The results of an in-depth investigation by the Argentine Synod into its actions during the brutal 1976-1983 military dictatorship, have been published.  In it the Argentinian Catholic leaders offers mea culpa to victims for the Church’s role.

 “We want to know the historical truth and ask for forgiveness from God, the Argentine community and the victims of the violence,” write the members of the Argentine Episcopal Conference (Conferencia Episcopal, CEA, or Argentine Synod) in the introduction to the first volume.  “We are aware that in many decisions, actions and omissions, the CEA was not up to the task.”

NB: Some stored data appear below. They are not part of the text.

//! Vertical axes (height, depth, or pressure levels).

use coverage_common::Extent;
use serde::{Deserialize, Serialize};

use crate::axis::{Axis, AxisValues};
use crate::error::Result;

/// Describes how a vertical axis's values relate to the real world.
#[derive(Debug, Clone, PartialEq, Eq, Serialize, Deserialize)]
pub struct VerticalCrs {
    /// Units of the axis values (e.g. "m", "hPa").
    pub units: String,
    /// Whether values increase upwards (false for depth and pressure levels).
    pub positive_up: bool,
    /// Whether the axis measures pressure rather than length.
    pub pressure: bool,
}

impl VerticalCrs {
    pub fn new(units: impl Into<String>, positive_up: bool, pressure: bool) -> Self {
        Self {
            units: units.into(),
            positive_up,
            pressure,
        }
    }

    /// Height above the reference surface, in meters.
    pub fn height_meters() -> Self {
        Self::new("m", true, false)
    }

    /// Depth below the reference surface, in meters.
    pub fn depth_meters() -> Self {
        Self::new("m", false, false)
    }

    /// Pressure levels in hectopascals (increase downwards).
    pub fn pressure_hpa() -> Self {
        Self::new("hPa", false, true)
    }
}

/// A numeric vertical axis with its vertical CRS fixed at construction.
#[derive(Debug, Clone)]
pub struct VerticalAxis {
    name: String,
    crs: VerticalCrs,
    values: AxisValues<f64>,
}

impl VerticalAxis {
    /// Build a vertical axis from explicit level values.
    pub fn new(name: impl Into<String>, crs: VerticalCrs, values: Vec<f64>) -> Result<Self> {
        let name = name.into();
        let values = AxisValues::from_values(values)?;
        tracing::debug!(
            axis = %name,
            size = values.len(),
            units = %crs.units,
            "built vertical axis"
        );
        Ok(Self { name, crs, values })
    }

    /// The vertical CRS attached at construction.
    pub fn vertical_crs(&self) -> &VerticalCrs {
        &self.crs
    }
}

impl Axis for VerticalAxis {
    type Value = f64;

    fn name(&self) -> &str {
        &self.name
    }

    fn size(&self) -> usize {
        self.values.len()
    }

    fn is_ascending(&self) -> bool {
        self.values.is_ascending()
    }

    fn coordinate_value(&self, index: usize) -> f64 {
        self.values.value(index)
    }

    fn find_index_of(&self, value: f64) -> Option<usize> {
        self.values.find_index_of(value)
    }

    fn find_index_of_unconstrained(&self, value: f64) -> usize {
        self.values.find_index_of_unconstrained(value)
    }

    fn coordinate_bounds(&self, index: usize) -> Extent<f64> {
        self.values.coordinate_bounds(index)
    }

    fn coordinate_extent(&self) -> Extent<f64> {
        self.values.coordinate_extent()
    }
}
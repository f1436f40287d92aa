use grid_core::FileSlot;
use thiserror::Error;

/// Message used when a rejected upload carries no readable `detail`.
pub const UPLOAD_REJECTED_FALLBACK: &str = "Upload rejected by server";

#[derive(Debug, Error, PartialEq, Eq)]
pub enum ConfigError {
    #[error("invalid api base {value:?}: {reason}")]
    InvalidApiBase { value: String, reason: String },
    #[error("invalid poll interval {value:?}: expected a positive number of milliseconds")]
    InvalidPollInterval { value: String },
    #[error("failed to build http client: {0}")]
    HttpClient(String),
}

/// Failure of a batch submission. Only `MissingFiles` is raised before any
/// request is sent.
#[derive(Debug, Error, PartialEq, Eq)]
pub enum SubmitError {
    #[error("missing required files: {}", slot_list(.missing))]
    MissingFiles { missing: Vec<FileSlot> },
    /// The server answered with a non-success status.
    #[error("{message}")]
    Rejected { status: u16, message: String },
    /// No response could be obtained.
    #[error("could not reach the server: {0}")]
    Transport(String),
    #[error("unexpected upload response: {0}")]
    InvalidResponse(String),
}

/// Failure of a single progress poll. None of these stop polling.
#[derive(Debug, Error, PartialEq, Eq)]
pub enum PollError {
    /// The batch is not registered yet; a normal miss, not an error.
    #[error("batch not found")]
    NotFound,
    #[error("http status {0}")]
    HttpStatus(u16),
    #[error("network error: {0}")]
    Transport(String),
    #[error("invalid progress document: {0}")]
    Decode(String),
}

/// Failure of a read-only dashboard request.
#[derive(Debug, Error, PartialEq, Eq)]
pub enum ApiError {
    #[error("{message} (http {status})")]
    Status { status: u16, message: String },
    #[error("could not reach the server: {0}")]
    Transport(String),
    #[error("invalid response: {0}")]
    Decode(String),
}

fn slot_list(slots: &[FileSlot]) -> String {
    slots
        .iter()
        .map(|slot| slot.field_name())
        .collect::<Vec<_>>()
        .join(", ")
}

Argentina’s press freedom ranking dropped 11 places – from 29 to 40 – in 2023, according to a report released by the Reporters Without Borders. The report indicated significant drops in economic, social, and security indicators for press freedom. It stated:-                                          “Heavily concentrated and opaque media ownership, polarisation, the lack of governmental policies guaranteeing media pluralism, and low pay for journalists are the main threats to freedom of expression in Argentina.”

Amnesty Argentina has just published a report “Police violence: what happens next? Investigation, Supervision and Accountability of Policing”. Currently only in Spanish, the summary on the Amnesty Argentina website is highly critical.  Deficiencies in judicial investigations, cover-ups, and investigating only “official reports” are just some of the widespread practices that are reported. This perpetuates police violence and leads to impunity.

Mariela Belski, executive director of Amnesty International Argentina, said:-   “Argentina has shown a profound inability to effectively investigate the illegal actions of the security forces. The accountability processes for police action do not show a serious commitment to justice and reparation for the victims. The involvement of all levels of the State and all provinces is essential to advance practices that respect human rights.”

The report lays out recommendations for a way forward. But in an election year, Amnesty International reiterates its concern at the absence of comprehensive plans and measures from candidates to combat institutional violence.

All the best,

South America Team – Richard Crosfield (Colombia and Brazil), David Rogers (Argentina and Chile), James Baird (Venezuela) and Graham Minter (rest of South America).